İki yıldır dünya üzerinde belirgin bir etki oluşturan Covid-19 salgınıyla beraber artık herkesin virüsler ve enfeksiyon hastalıkları konusunda az ya da çok bilgiye sahip olduğuna dikkat çeken Çocuk Sağlığı Uzmanı Doktor Hakan Onur, özelikle hijyenin, izolasyonun ne kadar önemli olduğu konusunda kapanmayla birlikte hastalıklarda, özelikle çocuk hastalıklarında belirgin bir azalmanın Covid-19 döneminde görüldüğünü belirtti.
“Hastalık ateşleri kötüye işaret değildir”
Fakat geçen yılla beraber eskisi gibi kapatmaların artık kalmaması, kreşlerin, anaokullarının, ilk ve orta öğretim eğitiminin başlamasıyla beraber özelikle 1-4 yaş arasındaki çocuklardan başlamak üzere ortaokul çağının sonuna kadar, 13-14 yaşlarındaki çocuklarda belirgin hastalıklarda, özelikle viral (virüs kaynaklı olan) hastalıklarda artış gördüklerini anımsatarak, “Dünya Sağlık Örgütü (DSÖ) her zaman der ki, eğer bir çocuk 1-4 yaş arasında ve evde ise yılda 6-8 kez, bu çocuk eğer kreşe veya anaokuluna gitmeye başladıysa bu sayıları birer, ikişer kat artırarak hasta olma hakkına sahiptir.

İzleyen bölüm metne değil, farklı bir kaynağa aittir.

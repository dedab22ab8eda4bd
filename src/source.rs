//! Where hierarchy payloads come from.
//!
//! A source hands back the raw JSON body; decoding and validation happen in
//! [`crate::parser`] so a malformed body is reported as a data error rather
//! than a transport failure.

use std::io::ErrorKind;
use std::path::PathBuf;

use crate::error::FetchError;

/// Caller identity passed explicitly to every fetch.
#[derive(Debug, Clone, Default, PartialEq, Eq)]
pub struct Session {
    pub user: Option<String>,
    pub token: Option<String>,
}

impl Session {
    pub fn anonymous() -> Self {
        Self::default()
    }

    pub fn with_token(token: impl Into<String>) -> Self {
        Self {
            user: None,
            token: Some(token.into()),
        }
    }

    pub fn signed_in(user: impl Into<String>, token: impl Into<String>) -> Self {
        Self {
            user: Some(user.into()),
            token: Some(token.into()),
        }
    }
}

pub trait HierarchySource {
    fn fetch(&self, session: &Session) -> Result<String, FetchError>;
}

/// Reads the payload from a local JSON file.
#[derive(Debug, Clone)]
pub struct FileSource {
    path: PathBuf,
}

impl FileSource {
    pub fn new(path: impl Into<PathBuf>) -> Self {
        Self { path: path.into() }
    }
}

impl HierarchySource for FileSource {
    fn fetch(&self, session: &Session) -> Result<String, FetchError> {
        tracing::debug!(
            path = %self.path.display(),
            user = session.user.as_deref(),
            "reading hierarchy file"
        );
        std::fs::read_to_string(&self.path).map_err(|err| {
            let path = self.path.display().to_string();
            match err.kind() {
                ErrorKind::NotFound => FetchError::Status {
                    status: 404,
                    message: format!("{path} not found"),
                },
                ErrorKind::PermissionDenied => FetchError::Status {
                    status: 403,
                    message: format!("{path} is not readable"),
                },
                _ => FetchError::Io {
                    path,
                    message: err.to_string(),
                },
            }
        })
    }
}

/// Serves a fixed payload, or a fixed failure. Requires a session token when
/// `require_token` is set, answering 401 otherwise.
#[derive(Debug, Clone)]
pub struct StaticSource {
    payload: Result<String, FetchError>,
    require_token: bool,
}

impl StaticSource {
    pub fn new(payload: impl Into<String>) -> Self {
        Self {
            payload: Ok(payload.into()),
            require_token: false,
        }
    }

    pub fn failing(error: FetchError) -> Self {
        Self {
            payload: Err(error),
            require_token: false,
        }
    }

    pub fn require_token(mut self) -> Self {
        self.require_token = true;
        self
    }
}

impl HierarchySource for StaticSource {
    fn fetch(&self, session: &Session) -> Result<String, FetchError> {
        if self.require_token && session.token.is_none() {
            tracing::debug!(user = session.user.as_deref(), "static source refused anonymous session");
            return Err(FetchError::Status {
                status: 401,
                message: "session has no token".to_string(),
            });
        }
        self.payload.clone()
    }
}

Bu ateşlenmelerin hepsi gerçekten kötüye işaret midir? Tabii ki değildir. Çünkü çocukluk çağındaki enfeksiyonların yüzde 80’inin nedeni virüslerdir. Son yıllarda korona virüs, influenza denilen virüsler, nezle virüsleri, bugünlerde fazlaca görülen el, ayak hastalıkları gibi virüsler, suçiçeği, kızamık gibi, bunların hepsi virüs hastalıklarıdır” diyen Dr. Onur, sözlerini şöyle sürdürdü:
“Bunların hedef kitlesi çocuklardır. Neden çocuklardır? Birincisi, daha bağışıklık sistemleri tam gelişmemiştir. İkincisi, toplu yaşamaya bizden daha fazla müsaitler. Çünkü kreşe, anaokuluna, ilkokula, parka, bahçeye gidiyorlar. Bir kişinin hasta olması demek diğerlerinin de yüzde 80-90, 3-5 gün içinde hasta olması demektir. Bu anlamda Eylül ayı bizim için çok kritik bir aydır. Çünkü Eylül ayıyla beraber mevsim değişmeye başlar. Yazdan sonbahara geçeriz ve ani gündüz-gece farklılıkları virüslerin en sevdiği şeylerdir. Aşırı sıcakta çok yaşamazlar, onun için bizim doğu, güneydoğu gibi bölgelerimizde yazın pek hastalık görmeyiz. Ama Eylül ayıyla beraber bir, mevsimin değişmesi; iki, özelikle kreş ve anaokullarının, okulların başlamasıyla beraber, birinin burnunun akmasının, yüzde 50-60’ına etki etmesi, beklediğimiz bir durum. Eylül ayı gibi, 6 aydan büyük her çocuğa grip aşısı yapılabilir.”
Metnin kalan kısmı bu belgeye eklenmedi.